Archive for the ‘Family Educational Rights Privacy Act’ Tag

Department of Education Stealth in Data (Surveillance) Setup   86 comments

After a recent town hall meeting, I stood in line to mention to my visiting Congressman that the Department of Education had gone behind Congress’ back to alter FERPA (family privacy law) that circumvented parental consent and broadened definitions of who gets access to personal student data, including nonacademic and family data.

This is, of course, dangerous to student privacy and ultimately, to citizen autonomy.

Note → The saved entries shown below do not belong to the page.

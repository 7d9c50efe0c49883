//! Publication gating
//!
//! Decides whether a fresh aggregate is worth a transaction: bounded
//! staleness and bounded deviation, nothing else.

pub mod gate;

pub use gate::{relative_deviation, PublicationGate};
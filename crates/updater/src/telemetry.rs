//! Structured logging setup

use tracing_subscriber::{fmt, layer::SubscriberExt, util::SubscriberInitExt, EnvFilter};

use oracle_core::LoggingConfig;

/// Initialize logging; `RUST_LOG` takes precedence over the configured level
pub fn init_tracing(config: &LoggingConfig) -> anyhow::Result<()> {
    let filter = EnvFilter::try_from_default_env()
        .or_else(|_| EnvFilter::try_new(&config.level))
        .map_err(|e| anyhow::anyhow!("Invalid log level {:?}: {}", config.level, e))?;

    let registry = tracing_subscriber::registry().with(filter);

    let result = if config.json {
        registry
            .with(fmt::layer().json().with_current_span(true))
            .try_init()
    } else {
        registry
            .with(
                fmt::layer()
                    .with_target(true)
                    .with_thread_ids(true)
                    .with_file(true)
                    .with_line_number(true),
            )
            .try_init()
    };

    result.map_err(|e| anyhow::anyhow!("Failed to init logging: {}", e))
}
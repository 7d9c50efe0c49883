//! Error types

use thiserror::Error;

use crate::{SourceId, TokenId};

/// Core error types
#[derive(Debug, Error)]
pub enum CoreError {
    #[error("Token not configured: {0}")]
    TokenNotFound(TokenId),

    #[error("Invalid configuration: {0}")]
    InvalidConfig(String),
}

/// Per-source fetch failures. Never fatal to a cycle.
#[derive(Debug, Clone, Error)]
pub enum SourceError {
    #[error("Source {source_id} unavailable: {reason}")]
    Unavailable { source_id: SourceId, reason: String },

    #[error("Source {source_id} timed out after {after_ms}ms")]
    Timeout { source_id: SourceId, after_ms: u64 },

    #[error("Source {source_id} returned a malformed response: {reason}")]
    MalformedResponse { source_id: SourceId, reason: String },
}

impl SourceError {
    pub fn source_id(&self) -> &SourceId {
        match self {
            SourceError::Unavailable { source_id, .. }
            | SourceError::Timeout { source_id, .. }
            | SourceError::MalformedResponse { source_id, .. } => source_id,
        }
    }
}

/// Aggregation errors
#[derive(Debug, Clone, PartialEq, Eq, Error)]
pub enum AggregationError {
    #[error("Insufficient data: {valid} valid observations, quorum is {required}")]
    InsufficientData { valid: usize, required: usize },
}

/// Chain submission and confirmation errors
#[derive(Debug, Clone, Error)]
pub enum ExecutionError {
    #[error("Transaction submission failed: {0}")]
    SubmitFailed(String),

    #[error("Transaction not confirmed within {waited_ms}ms")]
    Timeout { waited_ms: u64 },

    #[error("Transaction reverted: {0}")]
    Reverted(String),

    #[error("RPC error: {0}")]
    Rpc(String),

    #[error("Price not encodable on-chain: {0}")]
    InvalidPrice(String),
}

/// Result type alias
pub type CoreResult<T> = Result<T, CoreError>;
pub type SourceResult<T> = Result<T, SourceError>;
pub type AggregationResult<T> = Result<T, AggregationError>;
pub type ExecutionResult<T> = Result<T, ExecutionError>;
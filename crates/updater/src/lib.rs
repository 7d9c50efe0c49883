//! Oracle updater
//!
//! Runs one update pipeline per token: fetch from off-chain sources,
//! aggregate, gate, publish to the registry and price-feed contracts, retry
//! with backoff.

pub mod backoff;
pub mod orchestrator;
pub mod scheduler;
pub mod settings;
pub mod telemetry;

#[cfg(test)]
pub(crate) mod testing;

pub use backoff::Backoff;
pub use orchestrator::{CycleOutcome, UpdateOrchestrator};
pub use scheduler::{Scheduler, UpdaterStats, UpdaterStatsSnapshot};
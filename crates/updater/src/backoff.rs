//! Exponential backoff with jitter for publication retries

use rand::Rng;
use std::time::Duration;

use oracle_core::RetryConfig;

/// Delay sequence for one cycle's retries
///
/// Each delay is `base * 2^n` plus up to `jitter_ratio` of that again,
/// capped at `max`. Delays never decrease within a sequence.
#[derive(Debug, Clone)]
pub struct Backoff {
    base: Duration,
    max: Duration,
    jitter_ratio: f64,
    attempt: u32,
    last: Duration,
}

impl Backoff {
    pub fn new(config: &RetryConfig) -> Self {
        Self {
            base: config.base_delay(),
            max: config.max_delay(),
            jitter_ratio: config.jitter_ratio.clamp(0.0, 1.0),
            attempt: 0,
            last: Duration::ZERO,
        }
    }

    pub fn next_delay(&mut self) -> Duration {
        self.next_delay_with(&mut rand::thread_rng())
    }

    pub fn next_delay_with<R: Rng>(&mut self, rng: &mut R) -> Duration {
        let exponential = self
            .base
            .saturating_mul(2u32.saturating_pow(self.attempt))
            .min(self.max);
        let jitter = exponential.mul_f64(rng.gen_range(0.0..=self.jitter_ratio));

        let delay = exponential.saturating_add(jitter).min(self.max).max(self.last);

        self.attempt = self.attempt.saturating_add(1);
        self.last = delay;
        delay
    }

    /// Number of delays handed out so far
    pub fn attempts(&self) -> u32 {
        self.attempt
    }
}
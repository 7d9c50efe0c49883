//! In-memory sources and chain for cycle tests

use alloy_primitives::{Address, Bytes, B256};
use chrono::Utc;
use parking_lot::Mutex;
use rust_decimal::Decimal;
use rust_decimal_macros::dec;
use std::collections::{HashMap, VecDeque};
use std::sync::Arc;
use std::time::Duration;
use tokio::sync::watch;

use oracle_core::{
    AggregationConfig, ChainConfig, ExecutionError, ExecutionResult, OracleConfig,
    PartialPublicationPolicy, PriceObservation, RetryConfig, SourceConfig, SourceError, SourceId,
    SourceResult, TargetContract, TokenConfig, TokenId,
};
use oracle_executor::{ChainClient, ContractCall, Receipt, ReceiptStatus};
use oracle_price_feed::{PriceSource, PublishedState, SourceFactory};

use crate::orchestrator::UpdateOrchestrator;

pub(crate) struct FixedSource {
    id: SourceId,
    price: Option<Decimal>,
}

#[async_trait::async_trait]
impl PriceSource for FixedSource {
    fn id(&self) -> &SourceId {
        &self.id
    }

    async fn fetch(&self, token: &TokenId) -> SourceResult<PriceObservation> {
        match self.price {
            Some(price) => Ok(PriceObservation {
                source: self.id.clone(),
                token: token.clone(),
                price,
                observed_at: Utc::now(),
                latency: Duration::from_millis(1),
            }),
            None => Err(SourceError::Unavailable {
                source_id: self.id.clone(),
                reason: "down".to_string(),
            }),
        }
    }
}

/// Sources answer with fixed prices; `None` means unavailable
///
/// Clones share prices, so a test can move them while a cycle runs.
#[derive(Clone)]
pub(crate) struct FixedFactory {
    prices: Arc<Mutex<HashMap<SourceId, Option<Decimal>>>>,
}

impl FixedFactory {
    pub(crate) fn new(prices: &[(&str, Option<Decimal>)]) -> Self {
        let prices = prices
            .iter()
            .map(|(id, price)| (SourceId::new(*id), *price))
            .collect();
        Self {
            prices: Arc::new(Mutex::new(prices)),
        }
    }

    pub(crate) fn set_all(&self, price: Decimal) {
        for value in self.prices.lock().values_mut() {
            *value = Some(price);
        }
    }
}

impl SourceFactory for FixedFactory {
    fn source(&self, config: &SourceConfig) -> Arc<dyn PriceSource> {
        Arc::new(FixedSource {
            id: config.id.clone(),
            price: self.prices.lock().get(&config.id).copied().flatten(),
        })
    }
}

#[derive(Debug, Clone, Copy)]
pub(crate) enum Script {
    Confirm,
    Revert,
    Timeout,
}

type SubmitHook = Box<dyn FnOnce() + Send>;

/// Chain whose receipts follow a per-target script; confirms once the
/// script is exhausted
#[derive(Default)]
pub(crate) struct ScriptedChain {
    scripts: Mutex<HashMap<TargetContract, VecDeque<Script>>>,
    pending: Mutex<HashMap<B256, Script>>,
    on_first_submit: Mutex<Option<SubmitHook>>,
    pub(crate) submitted: Mutex<Vec<TargetContract>>,
}

impl ScriptedChain {
    pub(crate) fn with(target: TargetContract, script: &[Script]) -> Self {
        let chain = Self::default();
        chain.script(target, script);
        chain
    }

    pub(crate) fn script(&self, target: TargetContract, script: &[Script]) {
        self.scripts
            .lock()
            .insert(target, script.iter().copied().collect());
    }

    /// Run `hook` when the next transaction is submitted
    pub(crate) fn on_first_submit(&self, hook: impl FnOnce() + Send + 'static) {
        *self.on_first_submit.lock() = Some(Box::new(hook));
    }

    pub(crate) fn submissions(&self, target: TargetContract) -> usize {
        self.submitted.lock().iter().filter(|t| **t == target).count()
    }
}

#[async_trait::async_trait]
impl ChainClient for ScriptedChain {
    async fn submit(&self, call: &ContractCall) -> ExecutionResult<B256> {
        let hook = self.on_first_submit.lock().take();
        if let Some(hook) = hook {
            hook();
        }

        let hash = {
            let mut submitted = self.submitted.lock();
            submitted.push(call.target);
            B256::with_last_byte(submitted.len() as u8)
        };

        let script = self
            .scripts
            .lock()
            .get_mut(&call.target)
            .and_then(|s| s.pop_front())
            .unwrap_or(Script::Confirm);
        self.pending.lock().insert(hash, script);
        Ok(hash)
    }

    async fn await_receipt(&self, tx_hash: B256, timeout: Duration) -> ExecutionResult<Receipt> {
        let script = self.pending.lock().remove(&tx_hash).unwrap_or(Script::Confirm);
        let status = match script {
            Script::Confirm => ReceiptStatus::Success,
            Script::Revert => ReceiptStatus::Reverted,
            Script::Timeout => {
                return Err(ExecutionError::Timeout {
                    waited_ms: timeout.as_millis() as u64,
                })
            }
        };
        Ok(Receipt {
            tx_hash,
            status,
            block_number: Some(1),
        })
    }

    async fn call(&self, _call: &ContractCall) -> ExecutionResult<Bytes> {
        Err(ExecutionError::Rpc("reads not scripted".to_string()))
    }
}

pub(crate) fn token_config() -> TokenConfig {
    TokenConfig {
        id: TokenId::new("WETH"),
        address: Address::repeat_byte(0xaa),
        price_feed: Address::repeat_byte(0xbb),
        sources: ["a", "b", "c"]
            .iter()
            .map(|id| SourceConfig {
                id: SourceId::new(*id),
                endpoint: format!("http://{id}.invalid"),
            })
            .collect(),
        aggregation: None,
        gate: None,
    }
}

pub(crate) fn oracle_config(max_retries: u32, policy: PartialPublicationPolicy) -> OracleConfig {
    OracleConfig {
        chain: ChainConfig {
            registry: Address::repeat_byte(0xcc),
            partial_policy: policy,
            ..Default::default()
        },
        aggregation: AggregationConfig {
            min_quorum: 2,
            ..Default::default()
        },
        retry: RetryConfig {
            max_retries,
            base_delay_ms: 1,
            max_delay_ms: 5,
            jitter_ratio: 0.2,
        },
        tokens: vec![token_config()],
        ..Default::default()
    }
}

pub(crate) struct Harness {
    pub(crate) orchestrator: Arc<UpdateOrchestrator>,
    pub(crate) chain: Arc<ScriptedChain>,
    pub(crate) config_tx: Arc<watch::Sender<Arc<OracleConfig>>>,
    pub(crate) config_rx: watch::Receiver<Arc<OracleConfig>>,
    pub(crate) shutdown_tx: watch::Sender<bool>,
    pub(crate) shutdown_rx: watch::Receiver<bool>,
}

pub(crate) fn harness(config: OracleConfig, factory: FixedFactory, chain: ScriptedChain) -> Harness {
    let chain = Arc::new(chain);
    let (config_tx, config_rx) = watch::channel(Arc::new(config));
    let config_tx = Arc::new(config_tx);
    let (shutdown_tx, shutdown_rx) = watch::channel(false);

    let orchestrator = Arc::new(UpdateOrchestrator::new(
        Arc::new(factory),
        chain.clone(),
        Arc::new(PublishedState::new()),
        config_rx.clone(),
        shutdown_rx.clone(),
    ));

    Harness {
        orchestrator,
        chain,
        config_tx,
        config_rx,
        shutdown_tx,
        shutdown_rx,
    }
}

pub(crate) fn healthy_sources() -> FixedFactory {
    FixedFactory::new(&[
        ("a", Some(dec!(100))),
        ("b", Some(dec!(101))),
        ("c", Some(dec!(99))),
    ])
}

pub(crate) fn weth() -> TokenId {
    TokenId::new("WETH")
}
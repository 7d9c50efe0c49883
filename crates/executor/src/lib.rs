//! On-chain publication of aggregated prices
//!
//! Features:
//! - Typed ABI calls for the registry and price-feed contracts
//! - Fixed-point price scaling
//! - JSON-RPC submission and receipt polling
//! - Concurrent per-target publication with terminal transaction records

pub mod builder;
pub mod client;
pub mod rpc;
pub mod submitter;

pub use builder::{price_to_units, units_to_price, CallBuilder, ContractCall};
pub use client::{ChainClient, Receipt, ReceiptStatus};
pub use rpc::JsonRpcChainClient;
pub use submitter::{ChainPublisher, PublicationReport};
//! Flat tabular export of an [`ExtractionBatch`].
//!
//! One header row ([`ReviewRecord::COLUMNS`]) followed by one row per record,
//! missing fields written as `N/A`. Without an explicit path the file is named
//! after the current local time, e.g. `20240131_1542_reviews_data.csv`.

pub mod table;

use std::fs::File;
use std::io::{self, BufWriter};
use std::path::{Path, PathBuf};

use chrono::{DateTime, Local, TimeZone};
use tracing::info;
use trawl_core::{ExtractionBatch, ReviewRecord};

#[derive(thiserror::Error, Debug)]
pub enum ExportError {
    #[error("failed to create {path}: {source}")]
    Create {
        path: PathBuf,
        #[source]
        source: std::io::Error,
    },

    #[error("failed to write {path}: {source}")]
    Write {
        path: PathBuf,
        #[source]
        source: std::io::Error,
    },
}

#[derive(Debug, Clone, Copy, PartialEq, Eq, Default)]
pub enum TableFormat {
    #[default]
    Csv,
    Tsv,
}

impl TableFormat {
    pub fn separator(self) -> char {
        match self {
            TableFormat::Csv => ',',
            TableFormat::Tsv => '\t',
        }
    }

    pub fn extension(self) -> &'static str {
        match self {
            TableFormat::Csv => "csv",
            TableFormat::Tsv => "tsv",
        }
    }
}

/// `{%Y%m%d_%H%M}_reviews_data.<ext>` for the given instant.
pub fn default_filename<Tz: TimeZone>(now: &DateTime<Tz>, format: TableFormat) -> String
where
    Tz::Offset: std::fmt::Display,
{
    format!(
        "{}_reviews_data.{}",
        now.format("%Y%m%d_%H%M"),
        format.extension()
    )
}

/// The path actually written: the requested one with the extension appended
/// when it does not already end with it, or the timestamped default.
pub fn resolve_path(requested: Option<&Path>, format: TableFormat) -> PathBuf {
    let ext = format.extension();
    match requested {
        Some(path) => {
            let suffix = format!(".{ext}");
            if path.to_string_lossy().ends_with(&suffix) {
                path.to_path_buf()
            } else {
                let mut name = path.as_os_str().to_owned();
                name.push(suffix);
                PathBuf::from(name)
            }
        }
        None => PathBuf::from(default_filename(&Local::now(), format)),
    }
}

/// Render the batch to a string; handy for stdout and tests.
pub fn render_batch(batch: &ExtractionBatch, format: TableFormat) -> io::Result<String> {
    let mut buf: Vec<u8> = Vec::new();
    table::write_table(
        &mut buf,
        &ReviewRecord::COLUMNS,
        batch.iter().map(ReviewRecord::to_row),
        format.separator(),
    )?;
    String::from_utf8(buf).map_err(|e| io::Error::new(io::ErrorKind::InvalidData, e))
}

/// Write `batch` to disk and return the path written.
pub fn export_batch(
    batch: &ExtractionBatch,
    requested: Option<&Path>,
    format: TableFormat,
) -> Result<PathBuf, ExportError> {
    let path = resolve_path(requested, format);

    let file = File::create(&path).map_err(|source| ExportError::Create {
        path: path.clone(),
        source,
    })?;
    table::write_table(
        BufWriter::new(file),
        &ReviewRecord::COLUMNS,
        batch.iter().map(ReviewRecord::to_row),
        format.separator(),
    )
    .map_err(|source| ExportError::Write {
        path: path.clone(),
        source,
    })?;

    info!(target: "trawl.export", path = %path.display(), rows = batch.len(), "wrote reviews table");
    Ok(path)
}
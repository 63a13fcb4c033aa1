use serde::{Serialize, Serializer};
use std::fmt;

/// Placeholder written for any field that could not be read.
pub const SENTINEL: &str = "N/A";

/// One extracted field: either read successfully or missing.
#[derive(Debug, Clone, PartialEq)]
pub enum Field<T> {
    Value(T),
    Missing,
}

impl<T> Field<T> {
    pub fn is_missing(&self) -> bool {
        matches!(self, Field::Missing)
    }

    pub fn value(&self) -> Option<&T> {
        match self {
            Field::Value(v) => Some(v),
            Field::Missing => None,
        }
    }
}

impl<T> From<Option<T>> for Field<T> {
    fn from(value: Option<T>) -> Self {
        value.map_or(Field::Missing, Field::Value)
    }
}

impl<T: fmt::Display> fmt::Display for Field<T> {
    fn fmt(&self, f: &mut fmt::Formatter<'_>) -> fmt::Result {
        match self {
            Field::Value(v) => v.fmt(f),
            Field::Missing => f.write_str(SENTINEL),
        }
    }
}

impl<T: Serialize> Serialize for Field<T> {
    fn serialize<S: Serializer>(&self, serializer: S) -> Result<S::Ok, S::Error> {
        match self {
            Field::Value(v) => v.serialize(serializer),
            Field::Missing => serializer.serialize_str(SENTINEL),
        }
    }
}

/// A single review, flattened.
#[derive(Debug, Clone, PartialEq, Serialize)]
pub struct ReviewRecord {
    #[serde(rename = "user_name")]
    pub author: Field<String>,
    pub rating: Field<f64>,
    #[serde(rename = "review_date")]
    pub date: Field<String>,
    #[serde(rename = "review_text")]
    pub text: Field<String>,
    /// Newline-joined `label: value` pairs, empty when the review has none.
    #[serde(rename = "additional_info")]
    pub extras: String,
}

impl ReviewRecord {
    /// Column names, in [`ReviewRecord::to_row`] order.
    pub const COLUMNS: [&'static str; 5] = [
        "user_name",
        "rating",
        "review_date",
        "review_text",
        "additional_info",
    ];

    /// Render as table cells, sentinels included.
    pub fn to_row(&self) -> Vec<String> {
        let rating = match &self.rating {
            Field::Value(r) => format_rating(*r),
            Field::Missing => SENTINEL.to_string(),
        };
        vec![
            self.author.to_string(),
            rating,
            self.date.to_string(),
            self.text.to_string(),
            self.extras.clone(),
        ]
    }
}

/// Whole ratings keep one decimal place (`5.0`), others print as-is.
fn format_rating(rating: f64) -> String {
    if rating.fract() == 0.0 {
        format!("{rating:.1}")
    } else {
        rating.to_string()
    }
}

/// Records in on-page order.
pub type ExtractionBatch = Vec<ReviewRecord>;
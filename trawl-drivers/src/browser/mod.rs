//! WebDriver-backed [`crate::RenderSurface`] implementation.
pub mod driver;
pub mod launch;
use std::path::PathBuf;

use anyhow::Result;
use clap::{Parser, ValueEnum};
use trawl_common::TrawlError;
use trawl_common::observability::init_logging;
use trawl_config::{OutputFormat, TrawlConfig, TrawlConfigLoader};
use trawl_core::{ExtractionBatch, ReviewScraper};
use trawl_drivers::browser::driver::BrowserSession;
use wiring::Overrides;
mod wiring;

const DEFAULT_CONFIG_FILE: &str = "trawl.yaml";

#[derive(Debug, Clone, Copy, ValueEnum)]
enum FormatArg {
    Csv,
    Tsv,
}

impl From<FormatArg> for OutputFormat {
    fn from(arg: FormatArg) -> Self {
        match arg {
            FormatArg::Csv => OutputFormat::Csv,
            FormatArg::Tsv => OutputFormat::Tsv,
        }
    }
}

/// Collect every review of a map place page into a table.
#[derive(Debug, Parser)]
#[command(name = "trawl", version)]
struct Cli {
    /// Place page URL.
    url: String,

    /// Upper bound on scroll attempts while loading reviews.
    #[arg(long, env = "TRAWL_MAX_SCROLL_ATTEMPTS")]
    max_scroll_attempts: Option<u32>,

    /// YAML configuration file. `trawl.yaml` is read if present.
    #[arg(long)]
    config: Option<PathBuf>,

    /// Output file; the extension is appended when missing.
    #[arg(long, short)]
    output: Option<PathBuf>,

    #[arg(long, value_enum)]
    format: Option<FormatArg>,

    /// Run the browser without a window.
    #[arg(long)]
    headless: bool,

    /// WebDriver endpoint, e.g. http://localhost:9515.
    #[arg(long, env = "WEBDRIVER_URL")]
    webdriver: Option<String>,
}

#[tokio::main]
async fn main() -> Result<()> {
    let cli = Cli::parse();

    // 1) Load config (env wins), then flags
    let loader = match &cli.config {
        Some(path) => TrawlConfigLoader::new().with_file(path),
        None => TrawlConfigLoader::new().with_optional_file(DEFAULT_CONFIG_FILE),
    };
    let mut cfg: TrawlConfig = loader
        .load()
        .map_err(|e| TrawlError::Config(e.to_string()))?;
    wiring::apply_overrides(
        &mut cfg,
        Overrides {
            max_scroll_attempts: cli.max_scroll_attempts,
            output: cli.output,
            format: cli.format.map(Into::into),
            headless: cli.headless,
            webdriver_url: cli.webdriver,
        },
    );

    let log_path = init_logging(wiring::log_config(&cfg.logging))?;
    tracing::debug!(log = %log_path.display(), "logging initialised");

    // 2) Scrape
    let batch = collect(&cfg, &cli.url).await;

    // 3) Export
    if batch.is_empty() {
        println!("No reviews data was collected.");
        return Ok(());
    }

    let format = wiring::table_format(cfg.output.format);
    println!("{}", wiring::saving_notice(format));
    let path = trawl_export::export_batch(&batch, cfg.output.path.as_deref(), format)
        .map_err(|e| TrawlError::Export(e.to_string()))?;
    println!("Saved {} reviews to {}", batch.len(), path.display());

    Ok(())
}

/// Open a session and scrape `url`; a session that cannot be opened yields
/// an empty batch.
async fn collect(cfg: &TrawlConfig, url: &str) -> ExtractionBatch {
    let session = match BrowserSession::connect(&wiring::launch_options(&cfg.browser)).await {
        Ok(session) => session,
        Err(err) => {
            let err = TrawlError::Driver(err);
            tracing::error!(error = %err, "could not start browser session");
            eprintln!("An error occurred: {err}");
            return ExtractionBatch::new();
        }
    };

    let scraper = ReviewScraper::new(wiring::scrape_options(&cfg.scrape, &cfg.selectors));
    scraper.scrape_and_close(session, url).await
}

The Congressman said he was interested in more information about what the Department of Education had done.  So, here is what I have shared, and I share it here, too, for anyone who’s interested in parental consent laws or student privacy protection.

The interplay of the several Dept. of Ed. actions  reveal to me that a main reason the Executive Branch alloted so much money toward incentivizing Common Core to states, is this fact: common, national tests will collect so much data, to be perusable by the federal government –and others.

“Others” will include public-private-partnerships (PPP’s) as modeled by global-education sales giant Pearson. Pearson’s CEA,  Michael Barber –who is quoted often and praised by U.S. Secretary of Education Arne Duncan– says that  education standards should be the same globally, and that global data must be  perused “without borders”.  See Pearson’s new global education data bank .

Arne Duncan  is aware of the limitations of the federal role in educational decision making and data collection, legally, in America.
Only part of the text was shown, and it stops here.